**About this task**:
All that should come back is the lines of the data below from the one containing "Prefix of every" to the one containing "#[derive(Debug, thiserror::Error)]", inclusive, exactly as they stand.

**Source information**:
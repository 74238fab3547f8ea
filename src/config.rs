use std::fmt::Display;
use std::net::SocketAddr;
use std::path::PathBuf;
use std::str::FromStr;
use std::time::Duration;

use tracing::{info, warn};

/// Application-level constants
pub const APP_NAME: &str = "Skill Links";
pub const APP_VERSION: &str = env!("CARGO_PKG_VERSION");

/// Prefix of every environment variable read by [`AppConfig`].
pub const ENV_PREFIX: &str = "SKILL_LINKS_";

/// Log filter used when `RUST_LOG` is unset.
pub fn default_log_filter() -> &'static str {
    "skill_links=info,tower_http=warn"
}

/// Get the application data directory (~/SkillLinks/).
/// Falls back to the working directory when no home directory is known.
pub fn app_data_dir() -> PathBuf {
    dirs::home_dir()
        .unwrap_or_else(|| PathBuf::from("."))
        .join("SkillLinks")
}

/// Default path of the local SQLite store.
pub fn default_database_path() -> PathBuf {
    app_data_dir().join("marketplace.db")
}

#[derive(Debug, thiserror::Error)]
pub enum ConfigError {
    #[error("Invalid {key} value {value:?}: {reason}")]
    Invalid {
        key: String,
        value: String,
        reason: String,
    },
    #[error("{present} is set but {missing} is missing")]
    Incomplete { present: String, missing: String },
}

/// Where marketplace data lives.
#[derive(Debug, Clone, PartialEq)]
pub enum BackendMode {
    /// Managed backend reached over REST.
    Remote { url: String, anon_key: String },
    /// SQLite file on this machine.
    Local { database_path: PathBuf },
}

impl BackendMode {
    pub fn kind(&self) -> &'static str {
        match self {
            BackendMode::Remote { .. } => "remote",
            BackendMode::Local { .. } => "local",
        }
    }
}

#[derive(Debug, Clone)]
pub struct AppConfig {
    pub bind_addr: SocketAddr,
    pub backend: BackendMode,
    pub request_timeout: Duration,
    /// Sample professionals generated into an empty local store at startup.
    pub seed_count: u32,
    pub rate_per_minute: u32,
    pub rate_per_hour: u32,
    /// Allowed browser origin for CORS. Same-origin only when unset.
    pub allowed_origin: Option<String>,
}

impl AppConfig {
    pub fn from_env() -> Result<Self, ConfigError> {
        Self::from_lookup(|key| std::env::var(key).ok())
    }

    /// Build the configuration from an arbitrary variable source.
    pub fn from_lookup<F>(lookup: F) -> Result<Self, ConfigError>
    where
        F: Fn(&str) -> Option<String>,
    {
        let url_key = format!("{ENV_PREFIX}BACKEND_URL");
        let anon_key_key = format!("{ENV_PREFIX}ANON_KEY");

        let backend = match (lookup(&url_key), lookup(&anon_key_key)) {
            (Some(url), Some(anon_key)) => BackendMode::Remote {
                url: url.trim_end_matches('/').to_string(),
                anon_key,
            },
            (Some(_), None) => {
                return Err(ConfigError::Incomplete {
                    present: url_key,
                    missing: anon_key_key,
                })
            }
            (None, _) => {
                let database_path = lookup(&format!("{ENV_PREFIX}DATABASE"))
                    .map(PathBuf::from)
                    .unwrap_or_else(|| {
                        let path = default_database_path();
                        info!("{ENV_PREFIX}DATABASE not set, using default: {}", path.display());
                        path
                    });
                BackendMode::Local { database_path }
            }
        };

        let timeout_secs: u64 = try_load(&lookup, "REQUEST_TIMEOUT_SECS", "15")?;

        Ok(Self {
            bind_addr: try_load(&lookup, "BIND", "127.0.0.1:8787")?,
            backend,
            request_timeout: Duration::from_secs(timeout_secs),
            seed_count: try_load(&lookup, "SEED_COUNT", "0")?,
            rate_per_minute: try_load(&lookup, "RATE_PER_MINUTE", "120")?,
            rate_per_hour: try_load(&lookup, "RATE_PER_HOUR", "2000")?,
            allowed_origin: lookup(&format!("{ENV_PREFIX}ALLOWED_ORIGIN")),
        })
    }
}

fn try_load<F, T>(lookup: &F, name: &str, default: &str) -> Result<T, ConfigError>
where
    F: Fn(&str) -> Option<String>,
    T: FromStr,
    T::Err: Display,
{
    let key = format!("{ENV_PREFIX}{name}");
    let value = lookup(&key).unwrap_or_else(|| {
        info!("{key} not set, using default: {default}");
        default.to_string()
    });

    value.parse().map_err(|e: T::Err| {
        warn!("Invalid {key} value: {e}");
        ConfigError::Invalid {
            key,
            value,
            reason: e.to_string(),
        }
    })
}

**Exercise answer**:
/// Prefix of every environment variable read by [`AppConfig`].
pub const ENV_PREFIX: &str = "SKILL_LINKS_";

/// Log filter used when `RUST_LOG` is unset.
pub fn default_log_filter() -> &'static str {
    "skill_links=info,tower_http=warn"
}

/// Get the application data directory (~/SkillLinks/).
/// Falls back to the working directory when no home directory is known.
pub fn app_data_dir() -> PathBuf {
    dirs::home_dir()
        .unwrap_or_else(|| PathBuf::from("."))
        .join("SkillLinks")
}

/// Default path of the local SQLite store.
pub fn default_database_path() -> PathBuf {
    app_data_dir().join("marketplace.db")
}

#[derive(Debug, thiserror::Error)]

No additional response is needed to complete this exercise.